Los colores traslúcidos se derramaban en grumos irregulares sobre el blanco, que resplandecía como el interior de una concha. Las capas de tejido y músculo se arrastraban las unas sobre las otras, y las complejidades de las numerosas texturas estaban representadas de forma realista. El señor Motley asintió con satisfacción.

— ¿Sabe? —aventuró con tranquilidad—. Mi sentido del gran momento me hace desear que hubiera algún modo de no ver nada más de la obra hasta que esta esté concluida. Creo que de momento está muy bien. Pero que muy bien. Mas es peligroso ofrecer elogios demasiado pronto. Puede llevar a la complacencia… o a su contrario. De modo que, por favor, no se descorazone, señorita Lin, si esta es mi última palabra, positiva o negativa, sobre el asunto, hasta que hayamos terminado. ¿De acuerdo?

Lin asintió. Era incapaz de apartar los ojos de lo que había creado, y pasaba delicadamente la mano por la suave superficie del esputo khepri en desecación. Los dedos exploraron la transición del pelaje a las escamas, y a la piel bajo la rodilla de su modelo. Observó el original, así como la cabeza del señor Motley, que devolvió la mirada con un par de ojos de tigre.

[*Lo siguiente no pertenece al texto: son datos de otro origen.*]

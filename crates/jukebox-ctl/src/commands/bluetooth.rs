use anyhow::Result;
use jukebox_common::BluetoothDevice;
use jukebox_proto::api::{BluetoothAddressRequest, BluetoothDevicesResponse, ScanRequest};

use crate::client::ApiClient;

pub async fn list(client: &ApiClient) -> Result<()> {
    let response: BluetoothDevicesResponse = client.get("/admin/bluetooth/devices").await?;
    print_devices(&response.devices);
    Ok(())
}

pub async fn scan(client: &ApiClient, duration_secs: Option<u64>) -> Result<()> {
    println!("Scanning for Bluetooth devices...");
    let response: BluetoothDevicesResponse =
        client.post("/admin/bluetooth/scan", &ScanRequest { duration_secs }).await?;
    print_devices(&response.devices);
    Ok(())
}

/// pair, connect, disconnect or remove
pub async fn device_action(client: &ApiClient, action: &str, address: &str) -> Result<()> {
    let request = BluetoothAddressRequest { address: address.to_string() };
    client.post_action(&format!("/admin/bluetooth/{}", action), &request).await?;
    println!("OK: {} {}", action, address);
    Ok(())
}

fn print_devices(devices: &[BluetoothDevice]) {
    if devices.is_empty() {
        println!("No devices found");
        return;
    }

    for device in devices {
        let mut flags = Vec::new();
        if device.paired {
            flags.push("paired");
        }
        if device.trusted {
            flags.push("trusted");
        }
        if device.connected {
            flags.push("connected");
        }
        println!("  {}  {:<28} {}", device.address, device.name, flags.join(", "));
    }
}
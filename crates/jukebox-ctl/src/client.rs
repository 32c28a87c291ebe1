use anyhow::{anyhow, Context, Result};
use jukebox_proto::ApiResponse;
use reqwest::{Client, Method, RequestBuilder};
use serde::de::DeserializeOwned;
use serde::Serialize;
use tracing::debug;

pub const DEFAULT_URL: &str = "http://127.0.0.1:5000";

/// Thin REST client for the daemon's `/api` routes
pub struct ApiClient {
    http: Client,
    base_url: String,
    token: Option<String>,
}

impl ApiClient {
    pub fn new(base_url: &str) -> Result<Self> {
        let http = Client::builder()
            .timeout(std::time::Duration::from_secs(60))
            .build()
            .context("Failed to build HTTP client")?;

        Ok(Self { http, base_url: base_url.trim_end_matches('/').to_string(), token: None })
    }

    pub fn with_token(mut self, token: Option<String>) -> Self {
        self.token = token;
        self
    }

    pub fn set_token(&mut self, token: String) {
        self.token = Some(token);
    }

    pub fn has_token(&self) -> bool {
        self.token.is_some()
    }

    pub fn url(&self, path: &str) -> String {
        format!("{}/api{}", self.base_url, path)
    }

    pub async fn get<T: DeserializeOwned>(&self, path: &str) -> Result<T> {
        required(path, self.send(self.request(Method::GET, path)).await?)
    }

    pub async fn get_query<Q, T>(&self, path: &str, query: &Q) -> Result<T>
    where
        Q: Serialize + ?Sized,
        T: DeserializeOwned,
    {
        required(path, self.send(self.request(Method::GET, path).query(query)).await?)
    }

    pub async fn post<B, T>(&self, path: &str, body: &B) -> Result<T>
    where
        B: Serialize + ?Sized,
        T: DeserializeOwned,
    {
        required(path, self.send(self.request(Method::POST, path).json(body)).await?)
    }

    pub async fn put<B, T>(&self, path: &str, body: &B) -> Result<T>
    where
        B: Serialize + ?Sized,
        T: DeserializeOwned,
    {
        required(path, self.send(self.request(Method::PUT, path).json(body)).await?)
    }

    /// POST for endpoints that answer with an empty envelope
    pub async fn post_action<B: Serialize + ?Sized>(&self, path: &str, body: &B) -> Result<()> {
        self.send::<serde_json::Value>(self.request(Method::POST, path).json(body)).await?;
        Ok(())
    }

    fn request(&self, method: Method, path: &str) -> RequestBuilder {
        let url = self.url(path);
        debug!("{} {}", method, url);

        let builder = self.http.request(method, url);
        match &self.token {
            Some(token) => builder.bearer_auth(token),
            None => builder,
        }
    }

    async fn send<T: DeserializeOwned>(&self, builder: RequestBuilder) -> Result<Option<T>> {
        let response = builder
            .send()
            .await
            .with_context(|| format!("Failed to reach the jukebox daemon at {}", self.base_url))?;

        let status = response.status();
        let body = response.text().await.context("Failed to read daemon response")?;
        decode(status.as_u16(), &body)
    }
}

/// Unwrap the `{success, data, error}` envelope
fn decode<T: DeserializeOwned>(status: u16, body: &str) -> Result<Option<T>> {
    let envelope: ApiResponse<T> = serde_json::from_str(body)
        .with_context(|| format!("Unexpected response from daemon (HTTP {})", status))?;

    envelope.into_result().map_err(|message| match status {
        401 => anyhow!("{} (log in with `jukebox-ctl login` or pass --token)", message),
        _ => anyhow!(message),
    })
}

fn required<T>(path: &str, data: Option<T>) -> Result<T> {
    data.ok_or_else(|| anyhow!("Daemon returned no data for {}", path))
}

¿Qué… qué era usted?, le señaló.

El lanzó un suspiro.

—Me preguntaba cuándo querría saberlo, Lin. Esperaba que no lo hiciera, pero suponía que era improbable. Hace que me pregunte si nos entendemos mutuamente —siseó, con un tono súbitamente violento. Lin dio un paso atrás—. Es tan… previsible… Aún no mira usted del modo correcto. En absoluto. Es una maravilla que pueda crear tal arte. Aún ve esto —dijo, señalando de forma vaga su cuerpo con una mano de simio— como una patología. Aún está interesada en lo que era y en cómo empeoró. Esto no es un error, ni una ausencia, ni una mutación: es imagen y esencia… —Su voz resonó entre las vigas. Se calmó un poco y bajó sus muchos brazos—. Esto es la totalidad.

Ella asintió para indicarle que comprendía, demasiado cansada para sentirse intimidada.

—Puede que sea demasiado duro con usted —respondió al instante el señor Motley—. Es decir… esta pieza frente a nosotros deja patente que dispone usted de un sentido del momento rasgado, aunque su pregunta sugiera lo contrario…

Por tanto, es posible —siguió lentamente— que usted misma contenga ese momento. Parte de usted comprende sin recurrir a las palabras, aun cuando su mente superior formula preguntas en un formato que hace imposible respuesta alguna. —La miró triunfante—. ¡También usted está en la zona bastarda, señorita Lin! Su arte tiene lugar allá donde su comprensión y su ignorancia se confunden.

Muy bien, señaló ella mientras recogía sus cosas. Lo que sea. Siento haber preguntado.

— Yo también lo sentía, pero creo que ya no —replicó.

Lin plegó la caja de madera alrededor de la paleta manchada, alrededor de las bayas de color restantes (reparó en que necesitaba más) y los bloques de pasta. El señor Motley proseguía con sus divagaciones filosóficas, rumiando teorías mestizas. Lin no le atendía. Alejó sus antenas de él, sintiendo los sucesos y sonidos del edificio, el peso del aire en la ventana.